[Prologus]
Les hommes fatigués de leur vie de labeur
Recherchent le repos et beaucoup la douceur
Qu'offrent les bras de soie des belles de leurs nuits,
Repus du grain sacré, ivres du sang du fruit
Des vignes d'Eleusis, ils s'endorment rêveurs
Sur leur ventre arrondi, rendent grâce au bonheur
Des lendemains de peine. Ils iront à la fête
Que donne Cérèsa au-dessus de leur tête.
[Carmen I]
La blonde Cérèsa se répand sur le monde.
Pour le corps et l'esprit, elle offre en abondance,
Sous son ciel pellucide où volette l'aronde
D'éternelles moissons, des fêtes, de la danse.
La belle Cérèsa est assez bien gironde
Pour vivre de sa joie, se nourrir d'espérance,
Porter robes de soie - les plus belles au monde,
Rapport esthémantique à sa belle prestance.
La blanche Cérèsa aime - une parembole -
Le doux fruit de son sein, la sublime Coré,
Qui le Jour vagabonde oubliant son école,
Recherche d'une fleur l'arôme édulcoré.
[Carmen II]
Sadhé, le tenancier de l'antre de la Nuit,
Dans sa Chevrolet noire, étincelant carrosse,
Surgit concupiscent et de Coré épris,
Défait le grain sacré de l'enfant de Chronos.
Il en fait l'égérie d'un Club du nom d'Ang' Hell,
Une fleur de la nuit une Salomé nue,
Que les hommes perdus adorent en Cybèle,
Louent son beau pas de danse et son air ingénu ;
Sadhé se réservant les printemps de Coré,
Proférant son amour en semence létale,
Flétrissant son sein blanc en vaine vénusté,
Interdisant son nom narcisse coronal.
[Carmen III]
La noire Cérèsa fait décliner le monde.
Tordue en son malheur, en sa rage indécente,
Monnaye le bonheur dans le commerce immonde
D'une poudre léthale, insipide Népenthe,
Vengeresse déesse, émiettant sur les ondes
Ses messages de haine empreints de violence.
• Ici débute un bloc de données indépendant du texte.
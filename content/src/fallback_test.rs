use super::*;

#[test]
fn present_filters_blank_values() {
    assert_eq!(present(Some("x")), Some("x"));
    assert_eq!(present(Some("   ")), None);
    assert_eq!(present(Some("")), None);
    assert_eq!(present(None), None);
}

#[test]
fn first_present_respects_order() {
    assert_eq!(first_present([Some("local"), Some("server")]), Some("local"));
    assert_eq!(first_present([None, Some("server"), Some("nested")]), Some("server"));
}

#[test]
fn first_present_skips_blank_candidates() {
    assert_eq!(first_present([Some(""), Some(" "), Some("nested")]), Some("nested"));
}

#[test]
fn first_present_of_nothing_is_none() {
    assert_eq!(first_present([None, Some("")]), None);
    assert_eq!(first_present(Vec::<Option<&str>>::new()), None);
}
//! Placeholder shown while an editor's record is not ready.

use leptos::prelude::*;

use crate::net::types::Resource;
use crate::state::editor::EditorState;

/// "Loading..." until the fetch settles; the load error and a way back when
/// it failed. The form is never shown over a record that did not load.
#[component]
pub fn EditorStatus<T: Resource>(editor: RwSignal<EditorState<T>>) -> impl IntoView {
    move || match editor.with(|s| s.load_error.clone()) {
        Some(message) => view! {
            <div class="editor-page__load-error">
                <p class="editor-form__error">{format!("Could not load this {}: {message}", T::COLLECTION.singular().to_lowercase())}</p>
                <a class="btn" href=T::COLLECTION.route()>
                    "Back to list"
                </a>
            </div>
        }
        .into_any(),
        None => view! { <p class="editor-page__loading">"Loading..."</p> }.into_any(),
    }
}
Toutes les nuits, les corps, quand le désir abonde,
Restent immaculés de noires lactescences.
Et pourtant le mortel - elle est encor l'Idole -
Lui est toujours fidèle et l'honore en silence.
Apaise la fureur de cette pauvre folle !
Bois encor l'or du blé malgré son exculence !
[Epilogus]
Ami, rêve et admire à l'Ang' Hell tard le soir,
C'est Elle que tu vois blanche et belle en journée !
Quand Sadhé la dévoile en habit de cuir noir
Et t'offre le nectar de sa belle tournée.
Cérèsa l'attendra ces quatre longues heures
Funestes pour son cœur où coule le Cocyte
Durant l'orgiaque danse aux rythmes tapageurs
Le temps de te réjouir de la Mort qui l'abrite.